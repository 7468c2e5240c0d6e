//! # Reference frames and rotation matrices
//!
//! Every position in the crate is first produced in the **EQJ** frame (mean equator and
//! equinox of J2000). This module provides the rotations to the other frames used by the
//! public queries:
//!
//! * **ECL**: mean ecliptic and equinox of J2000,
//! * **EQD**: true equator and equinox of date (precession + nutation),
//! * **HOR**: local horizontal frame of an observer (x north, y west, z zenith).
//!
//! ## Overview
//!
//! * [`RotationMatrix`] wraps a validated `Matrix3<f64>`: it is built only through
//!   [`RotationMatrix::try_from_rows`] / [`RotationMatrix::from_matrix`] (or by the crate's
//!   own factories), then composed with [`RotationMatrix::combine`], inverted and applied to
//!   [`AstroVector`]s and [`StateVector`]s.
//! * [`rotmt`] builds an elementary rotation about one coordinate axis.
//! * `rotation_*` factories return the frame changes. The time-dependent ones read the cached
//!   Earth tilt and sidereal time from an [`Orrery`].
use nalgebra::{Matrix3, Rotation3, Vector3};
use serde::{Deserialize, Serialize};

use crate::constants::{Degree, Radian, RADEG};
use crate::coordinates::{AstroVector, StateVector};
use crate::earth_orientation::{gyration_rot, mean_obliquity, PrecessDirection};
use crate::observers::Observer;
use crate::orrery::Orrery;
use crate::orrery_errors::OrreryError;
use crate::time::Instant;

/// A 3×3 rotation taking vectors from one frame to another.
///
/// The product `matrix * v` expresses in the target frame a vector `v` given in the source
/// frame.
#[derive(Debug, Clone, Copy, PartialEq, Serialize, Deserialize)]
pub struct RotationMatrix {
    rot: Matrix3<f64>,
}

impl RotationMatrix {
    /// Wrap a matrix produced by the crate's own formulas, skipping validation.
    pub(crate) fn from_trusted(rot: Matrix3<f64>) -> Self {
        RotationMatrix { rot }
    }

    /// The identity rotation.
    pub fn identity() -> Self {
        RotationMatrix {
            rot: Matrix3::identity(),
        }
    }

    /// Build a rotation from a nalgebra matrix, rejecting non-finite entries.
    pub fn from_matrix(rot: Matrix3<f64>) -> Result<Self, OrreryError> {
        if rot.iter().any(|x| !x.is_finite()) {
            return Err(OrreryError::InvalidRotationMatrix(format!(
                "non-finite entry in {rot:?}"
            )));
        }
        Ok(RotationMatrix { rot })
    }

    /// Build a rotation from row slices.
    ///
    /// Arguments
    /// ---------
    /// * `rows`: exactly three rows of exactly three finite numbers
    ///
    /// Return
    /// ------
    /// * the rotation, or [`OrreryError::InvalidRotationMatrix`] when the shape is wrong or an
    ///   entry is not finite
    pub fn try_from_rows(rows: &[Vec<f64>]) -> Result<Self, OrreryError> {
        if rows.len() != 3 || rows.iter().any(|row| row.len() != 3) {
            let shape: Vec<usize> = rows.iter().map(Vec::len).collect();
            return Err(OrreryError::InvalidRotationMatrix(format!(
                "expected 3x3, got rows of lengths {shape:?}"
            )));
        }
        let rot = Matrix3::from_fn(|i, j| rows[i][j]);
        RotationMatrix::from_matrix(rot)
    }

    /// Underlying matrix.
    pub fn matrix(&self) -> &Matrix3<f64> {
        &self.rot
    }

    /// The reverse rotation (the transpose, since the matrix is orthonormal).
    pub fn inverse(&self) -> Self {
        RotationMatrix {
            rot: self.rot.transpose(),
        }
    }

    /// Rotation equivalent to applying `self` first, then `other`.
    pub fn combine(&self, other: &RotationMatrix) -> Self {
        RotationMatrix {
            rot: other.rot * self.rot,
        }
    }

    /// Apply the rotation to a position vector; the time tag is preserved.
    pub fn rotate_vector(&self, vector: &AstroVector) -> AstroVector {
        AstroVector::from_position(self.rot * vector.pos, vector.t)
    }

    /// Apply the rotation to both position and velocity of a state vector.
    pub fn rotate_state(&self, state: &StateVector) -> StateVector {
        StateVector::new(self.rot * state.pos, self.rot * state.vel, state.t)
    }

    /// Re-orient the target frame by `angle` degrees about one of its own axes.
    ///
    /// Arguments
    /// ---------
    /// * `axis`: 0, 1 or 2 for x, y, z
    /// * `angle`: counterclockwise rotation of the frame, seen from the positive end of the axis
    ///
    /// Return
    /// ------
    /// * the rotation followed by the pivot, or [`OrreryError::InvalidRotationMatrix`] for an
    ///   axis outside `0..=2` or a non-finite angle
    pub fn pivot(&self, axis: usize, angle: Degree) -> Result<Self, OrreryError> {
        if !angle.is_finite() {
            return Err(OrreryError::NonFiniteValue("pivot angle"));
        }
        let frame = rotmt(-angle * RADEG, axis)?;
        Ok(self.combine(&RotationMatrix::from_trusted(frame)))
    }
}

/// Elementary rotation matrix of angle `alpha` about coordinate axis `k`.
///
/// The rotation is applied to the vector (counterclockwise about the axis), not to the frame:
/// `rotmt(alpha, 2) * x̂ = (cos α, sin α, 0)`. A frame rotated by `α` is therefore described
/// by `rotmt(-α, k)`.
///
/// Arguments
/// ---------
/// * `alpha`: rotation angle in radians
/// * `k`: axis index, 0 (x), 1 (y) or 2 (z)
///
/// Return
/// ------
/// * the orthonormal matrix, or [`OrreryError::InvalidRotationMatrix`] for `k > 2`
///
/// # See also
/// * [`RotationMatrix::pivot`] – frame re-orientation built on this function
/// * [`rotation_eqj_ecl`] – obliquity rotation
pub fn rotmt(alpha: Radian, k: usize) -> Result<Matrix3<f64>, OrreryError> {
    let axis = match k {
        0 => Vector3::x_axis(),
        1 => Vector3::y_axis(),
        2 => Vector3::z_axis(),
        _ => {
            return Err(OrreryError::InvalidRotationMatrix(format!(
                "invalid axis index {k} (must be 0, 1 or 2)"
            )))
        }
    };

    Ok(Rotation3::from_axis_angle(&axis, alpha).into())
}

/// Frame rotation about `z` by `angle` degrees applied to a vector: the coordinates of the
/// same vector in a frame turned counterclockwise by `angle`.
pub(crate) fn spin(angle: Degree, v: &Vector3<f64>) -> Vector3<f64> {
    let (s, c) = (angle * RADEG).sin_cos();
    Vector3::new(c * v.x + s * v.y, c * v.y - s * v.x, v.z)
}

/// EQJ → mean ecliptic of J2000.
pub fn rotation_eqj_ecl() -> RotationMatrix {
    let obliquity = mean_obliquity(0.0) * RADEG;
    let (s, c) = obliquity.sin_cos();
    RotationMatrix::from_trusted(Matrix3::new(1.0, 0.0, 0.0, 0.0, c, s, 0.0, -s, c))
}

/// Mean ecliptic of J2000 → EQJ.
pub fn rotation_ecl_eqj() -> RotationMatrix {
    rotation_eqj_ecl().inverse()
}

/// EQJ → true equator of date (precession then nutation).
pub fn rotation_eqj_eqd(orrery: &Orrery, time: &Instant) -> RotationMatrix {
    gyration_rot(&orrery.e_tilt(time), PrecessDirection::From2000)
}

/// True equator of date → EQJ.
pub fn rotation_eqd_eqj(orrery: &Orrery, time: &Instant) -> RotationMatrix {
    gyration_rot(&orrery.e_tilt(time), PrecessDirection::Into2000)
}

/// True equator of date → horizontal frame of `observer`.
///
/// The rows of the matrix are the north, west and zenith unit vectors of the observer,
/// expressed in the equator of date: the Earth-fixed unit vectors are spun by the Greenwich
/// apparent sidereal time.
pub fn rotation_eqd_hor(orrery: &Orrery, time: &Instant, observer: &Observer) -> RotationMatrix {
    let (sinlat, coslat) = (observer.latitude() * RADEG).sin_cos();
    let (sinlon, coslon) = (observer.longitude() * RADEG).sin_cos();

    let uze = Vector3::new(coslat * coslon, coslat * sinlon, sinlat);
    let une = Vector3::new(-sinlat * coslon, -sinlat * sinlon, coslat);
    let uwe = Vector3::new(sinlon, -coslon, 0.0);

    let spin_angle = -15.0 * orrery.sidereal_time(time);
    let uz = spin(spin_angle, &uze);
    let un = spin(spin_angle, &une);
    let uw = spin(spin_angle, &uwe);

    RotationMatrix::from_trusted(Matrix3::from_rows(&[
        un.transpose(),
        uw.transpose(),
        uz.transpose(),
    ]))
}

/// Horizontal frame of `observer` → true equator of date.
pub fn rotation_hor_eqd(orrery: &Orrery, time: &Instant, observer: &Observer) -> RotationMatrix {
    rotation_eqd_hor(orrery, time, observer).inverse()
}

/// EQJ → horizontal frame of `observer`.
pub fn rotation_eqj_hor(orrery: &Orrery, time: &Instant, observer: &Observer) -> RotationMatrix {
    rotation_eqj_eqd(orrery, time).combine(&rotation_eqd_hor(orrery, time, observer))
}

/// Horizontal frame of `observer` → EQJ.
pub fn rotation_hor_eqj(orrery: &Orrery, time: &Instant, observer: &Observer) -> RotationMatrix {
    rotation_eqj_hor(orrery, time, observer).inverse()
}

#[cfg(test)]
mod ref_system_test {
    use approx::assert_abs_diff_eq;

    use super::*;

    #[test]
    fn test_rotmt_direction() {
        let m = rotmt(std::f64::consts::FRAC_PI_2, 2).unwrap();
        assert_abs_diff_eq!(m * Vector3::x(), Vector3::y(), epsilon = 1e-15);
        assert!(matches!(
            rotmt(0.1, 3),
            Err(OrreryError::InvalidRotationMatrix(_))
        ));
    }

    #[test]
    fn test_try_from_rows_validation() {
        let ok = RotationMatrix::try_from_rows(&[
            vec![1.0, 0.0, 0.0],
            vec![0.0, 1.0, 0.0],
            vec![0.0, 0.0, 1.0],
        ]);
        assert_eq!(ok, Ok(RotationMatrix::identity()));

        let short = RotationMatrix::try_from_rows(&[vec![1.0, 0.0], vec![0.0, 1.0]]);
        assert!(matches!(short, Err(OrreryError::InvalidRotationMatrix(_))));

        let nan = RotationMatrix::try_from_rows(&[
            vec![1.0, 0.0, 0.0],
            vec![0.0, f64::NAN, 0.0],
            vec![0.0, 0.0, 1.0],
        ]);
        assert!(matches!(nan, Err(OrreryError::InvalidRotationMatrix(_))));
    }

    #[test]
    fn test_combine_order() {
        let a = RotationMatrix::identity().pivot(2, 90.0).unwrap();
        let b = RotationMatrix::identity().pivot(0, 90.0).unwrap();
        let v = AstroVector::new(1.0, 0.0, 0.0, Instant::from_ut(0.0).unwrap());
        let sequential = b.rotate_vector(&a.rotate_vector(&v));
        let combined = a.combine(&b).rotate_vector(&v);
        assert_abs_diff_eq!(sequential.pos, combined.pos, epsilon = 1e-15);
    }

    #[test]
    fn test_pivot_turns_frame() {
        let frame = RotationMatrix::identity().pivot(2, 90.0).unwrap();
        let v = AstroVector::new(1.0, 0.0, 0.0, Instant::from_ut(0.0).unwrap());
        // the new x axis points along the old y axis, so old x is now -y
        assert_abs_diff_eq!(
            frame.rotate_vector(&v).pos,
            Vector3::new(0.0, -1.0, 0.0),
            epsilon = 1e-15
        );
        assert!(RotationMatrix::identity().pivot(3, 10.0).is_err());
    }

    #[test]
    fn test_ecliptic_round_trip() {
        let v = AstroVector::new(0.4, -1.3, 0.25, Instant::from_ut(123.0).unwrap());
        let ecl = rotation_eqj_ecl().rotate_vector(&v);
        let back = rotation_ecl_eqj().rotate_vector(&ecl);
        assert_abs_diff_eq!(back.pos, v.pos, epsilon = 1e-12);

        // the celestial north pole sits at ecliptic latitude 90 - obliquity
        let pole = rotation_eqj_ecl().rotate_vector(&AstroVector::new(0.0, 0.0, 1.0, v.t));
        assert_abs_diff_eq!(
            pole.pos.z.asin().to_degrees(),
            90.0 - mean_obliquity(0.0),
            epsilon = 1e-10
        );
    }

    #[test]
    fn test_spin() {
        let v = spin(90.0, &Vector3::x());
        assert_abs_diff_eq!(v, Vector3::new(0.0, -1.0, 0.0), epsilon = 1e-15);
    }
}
####
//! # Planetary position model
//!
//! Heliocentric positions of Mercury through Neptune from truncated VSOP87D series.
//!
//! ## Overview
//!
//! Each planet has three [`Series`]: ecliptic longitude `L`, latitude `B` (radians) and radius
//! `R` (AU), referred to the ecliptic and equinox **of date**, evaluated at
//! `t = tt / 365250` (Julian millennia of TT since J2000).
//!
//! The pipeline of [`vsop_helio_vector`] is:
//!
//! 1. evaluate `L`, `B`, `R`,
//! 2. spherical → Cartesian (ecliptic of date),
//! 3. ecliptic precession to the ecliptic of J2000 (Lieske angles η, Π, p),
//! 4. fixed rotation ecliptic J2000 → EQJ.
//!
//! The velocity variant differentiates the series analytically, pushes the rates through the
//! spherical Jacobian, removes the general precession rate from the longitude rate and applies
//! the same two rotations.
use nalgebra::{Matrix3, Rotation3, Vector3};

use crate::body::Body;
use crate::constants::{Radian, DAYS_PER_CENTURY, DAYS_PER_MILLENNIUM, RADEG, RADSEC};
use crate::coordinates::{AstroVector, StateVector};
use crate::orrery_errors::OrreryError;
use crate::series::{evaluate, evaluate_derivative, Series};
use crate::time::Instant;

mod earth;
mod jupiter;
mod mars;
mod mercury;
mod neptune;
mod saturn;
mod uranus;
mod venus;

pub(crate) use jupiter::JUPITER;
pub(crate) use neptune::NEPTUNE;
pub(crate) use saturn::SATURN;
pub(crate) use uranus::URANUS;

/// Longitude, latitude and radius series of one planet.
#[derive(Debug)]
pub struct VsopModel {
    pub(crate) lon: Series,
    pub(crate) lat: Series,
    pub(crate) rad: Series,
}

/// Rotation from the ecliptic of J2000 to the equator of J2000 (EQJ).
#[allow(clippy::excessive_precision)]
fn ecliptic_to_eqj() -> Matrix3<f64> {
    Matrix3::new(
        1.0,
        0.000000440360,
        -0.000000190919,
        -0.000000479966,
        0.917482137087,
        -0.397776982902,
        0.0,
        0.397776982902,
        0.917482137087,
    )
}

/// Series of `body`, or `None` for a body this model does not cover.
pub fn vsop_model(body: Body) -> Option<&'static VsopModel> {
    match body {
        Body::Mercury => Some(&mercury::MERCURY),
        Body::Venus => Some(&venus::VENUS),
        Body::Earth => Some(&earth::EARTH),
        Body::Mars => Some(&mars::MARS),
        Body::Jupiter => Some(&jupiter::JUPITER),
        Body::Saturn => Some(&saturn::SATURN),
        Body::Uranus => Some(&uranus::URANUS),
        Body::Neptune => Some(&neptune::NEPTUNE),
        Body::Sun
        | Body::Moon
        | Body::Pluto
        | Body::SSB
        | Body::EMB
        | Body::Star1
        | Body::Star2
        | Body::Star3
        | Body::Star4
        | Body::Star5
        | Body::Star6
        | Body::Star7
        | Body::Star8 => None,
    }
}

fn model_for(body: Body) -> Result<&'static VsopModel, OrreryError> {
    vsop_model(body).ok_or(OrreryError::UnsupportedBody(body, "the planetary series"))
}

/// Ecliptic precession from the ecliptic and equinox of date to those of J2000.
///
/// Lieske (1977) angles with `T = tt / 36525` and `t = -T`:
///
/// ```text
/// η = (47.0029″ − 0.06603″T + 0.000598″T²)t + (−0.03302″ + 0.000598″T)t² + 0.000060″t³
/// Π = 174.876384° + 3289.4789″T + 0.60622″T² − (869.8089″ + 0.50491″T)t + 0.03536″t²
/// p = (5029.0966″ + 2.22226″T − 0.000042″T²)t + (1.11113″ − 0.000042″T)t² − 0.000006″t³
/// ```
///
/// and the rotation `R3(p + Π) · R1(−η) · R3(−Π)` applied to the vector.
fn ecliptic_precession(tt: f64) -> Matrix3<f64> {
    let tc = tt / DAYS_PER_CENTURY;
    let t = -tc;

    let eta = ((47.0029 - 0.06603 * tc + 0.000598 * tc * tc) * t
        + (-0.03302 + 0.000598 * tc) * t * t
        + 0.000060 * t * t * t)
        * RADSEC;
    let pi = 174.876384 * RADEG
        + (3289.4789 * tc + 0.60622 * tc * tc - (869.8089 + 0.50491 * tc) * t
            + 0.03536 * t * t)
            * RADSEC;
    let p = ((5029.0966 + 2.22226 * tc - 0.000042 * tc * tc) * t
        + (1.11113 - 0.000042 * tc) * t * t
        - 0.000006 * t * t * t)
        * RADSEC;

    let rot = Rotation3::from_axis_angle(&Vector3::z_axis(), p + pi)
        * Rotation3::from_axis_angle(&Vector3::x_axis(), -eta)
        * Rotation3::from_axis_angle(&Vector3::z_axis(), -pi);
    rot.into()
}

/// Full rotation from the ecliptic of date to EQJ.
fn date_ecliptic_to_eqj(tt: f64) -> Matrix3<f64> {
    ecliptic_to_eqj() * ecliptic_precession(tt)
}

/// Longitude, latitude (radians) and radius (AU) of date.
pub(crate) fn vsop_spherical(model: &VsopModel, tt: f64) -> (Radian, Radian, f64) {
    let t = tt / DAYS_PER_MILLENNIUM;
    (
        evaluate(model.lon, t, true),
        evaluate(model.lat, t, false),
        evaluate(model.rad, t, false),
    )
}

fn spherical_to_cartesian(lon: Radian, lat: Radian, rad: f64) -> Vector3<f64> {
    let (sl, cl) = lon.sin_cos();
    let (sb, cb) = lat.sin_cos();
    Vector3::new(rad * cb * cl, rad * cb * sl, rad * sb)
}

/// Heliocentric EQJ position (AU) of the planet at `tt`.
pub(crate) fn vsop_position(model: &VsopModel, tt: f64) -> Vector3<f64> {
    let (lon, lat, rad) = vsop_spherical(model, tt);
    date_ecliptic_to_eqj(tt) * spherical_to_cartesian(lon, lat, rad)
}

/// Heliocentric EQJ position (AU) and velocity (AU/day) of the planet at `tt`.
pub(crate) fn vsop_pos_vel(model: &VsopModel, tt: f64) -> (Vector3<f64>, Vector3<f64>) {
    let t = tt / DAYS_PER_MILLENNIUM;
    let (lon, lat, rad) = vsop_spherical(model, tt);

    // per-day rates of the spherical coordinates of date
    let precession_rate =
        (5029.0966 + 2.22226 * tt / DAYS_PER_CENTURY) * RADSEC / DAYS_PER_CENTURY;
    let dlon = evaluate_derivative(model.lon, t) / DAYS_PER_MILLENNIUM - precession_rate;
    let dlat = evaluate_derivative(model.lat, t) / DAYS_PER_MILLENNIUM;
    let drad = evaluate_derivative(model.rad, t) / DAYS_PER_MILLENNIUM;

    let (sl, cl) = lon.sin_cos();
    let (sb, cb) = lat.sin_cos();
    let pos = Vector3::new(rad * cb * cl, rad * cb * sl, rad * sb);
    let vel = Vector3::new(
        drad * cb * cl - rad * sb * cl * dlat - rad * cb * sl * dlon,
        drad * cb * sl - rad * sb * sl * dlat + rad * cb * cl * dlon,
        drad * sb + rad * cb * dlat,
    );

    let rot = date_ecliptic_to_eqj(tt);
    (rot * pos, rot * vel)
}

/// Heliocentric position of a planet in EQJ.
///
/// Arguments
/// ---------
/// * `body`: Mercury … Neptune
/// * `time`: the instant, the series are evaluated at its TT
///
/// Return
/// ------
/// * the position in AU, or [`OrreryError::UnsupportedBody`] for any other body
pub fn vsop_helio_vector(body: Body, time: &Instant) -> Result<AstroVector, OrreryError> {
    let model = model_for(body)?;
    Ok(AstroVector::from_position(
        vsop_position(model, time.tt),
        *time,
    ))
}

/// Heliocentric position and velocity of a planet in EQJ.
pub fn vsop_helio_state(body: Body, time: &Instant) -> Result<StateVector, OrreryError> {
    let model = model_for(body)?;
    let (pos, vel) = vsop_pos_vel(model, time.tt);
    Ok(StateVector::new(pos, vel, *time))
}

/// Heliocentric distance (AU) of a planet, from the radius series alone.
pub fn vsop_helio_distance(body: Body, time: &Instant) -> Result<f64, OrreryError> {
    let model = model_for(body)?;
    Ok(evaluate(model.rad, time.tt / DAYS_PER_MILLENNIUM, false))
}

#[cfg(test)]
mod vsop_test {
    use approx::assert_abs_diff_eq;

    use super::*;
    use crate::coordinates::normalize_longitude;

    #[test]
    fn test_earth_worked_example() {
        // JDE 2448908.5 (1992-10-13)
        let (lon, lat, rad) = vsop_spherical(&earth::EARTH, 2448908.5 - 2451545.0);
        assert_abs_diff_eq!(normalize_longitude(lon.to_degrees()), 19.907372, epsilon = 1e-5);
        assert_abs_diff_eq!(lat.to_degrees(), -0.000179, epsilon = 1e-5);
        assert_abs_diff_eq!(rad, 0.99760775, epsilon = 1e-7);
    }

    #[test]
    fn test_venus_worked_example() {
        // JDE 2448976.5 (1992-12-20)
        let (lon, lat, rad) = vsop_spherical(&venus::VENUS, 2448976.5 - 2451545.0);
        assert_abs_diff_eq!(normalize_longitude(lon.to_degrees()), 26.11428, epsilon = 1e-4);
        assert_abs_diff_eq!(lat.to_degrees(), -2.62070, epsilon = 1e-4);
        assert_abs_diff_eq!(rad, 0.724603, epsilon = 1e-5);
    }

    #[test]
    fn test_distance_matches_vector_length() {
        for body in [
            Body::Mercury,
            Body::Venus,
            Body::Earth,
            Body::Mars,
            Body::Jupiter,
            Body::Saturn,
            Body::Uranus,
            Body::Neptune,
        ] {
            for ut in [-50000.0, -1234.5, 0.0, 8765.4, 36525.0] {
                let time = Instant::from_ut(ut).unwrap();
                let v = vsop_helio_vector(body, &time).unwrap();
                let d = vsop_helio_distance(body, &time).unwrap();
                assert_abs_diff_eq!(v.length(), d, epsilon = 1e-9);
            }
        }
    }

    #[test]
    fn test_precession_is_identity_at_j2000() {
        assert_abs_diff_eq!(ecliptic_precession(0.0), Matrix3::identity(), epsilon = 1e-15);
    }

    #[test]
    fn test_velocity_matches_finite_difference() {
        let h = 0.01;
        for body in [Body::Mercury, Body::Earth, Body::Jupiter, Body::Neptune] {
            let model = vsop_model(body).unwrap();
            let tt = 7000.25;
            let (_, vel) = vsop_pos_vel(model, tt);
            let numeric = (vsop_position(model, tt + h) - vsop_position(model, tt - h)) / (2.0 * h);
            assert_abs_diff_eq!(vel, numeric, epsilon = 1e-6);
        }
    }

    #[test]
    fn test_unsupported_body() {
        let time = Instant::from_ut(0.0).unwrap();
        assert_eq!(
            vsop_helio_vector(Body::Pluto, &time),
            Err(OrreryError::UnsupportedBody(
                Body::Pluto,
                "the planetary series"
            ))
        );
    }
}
####
■ **Prompt**:
From the records above, extract exactly and only the lines that begin at the line with "let h = 0.01;" and stop after the line with "let (_, vel)".

■ **Expected output**:
        let h = 0.01;
        for body in [Body::Mercury, Body::Earth, Body::Jupiter, Body::Neptune] {
            let model = vsop_model(body).unwrap();
            let tt = 7000.25;
            let (_, vel) = vsop_pos_vel(model, tt);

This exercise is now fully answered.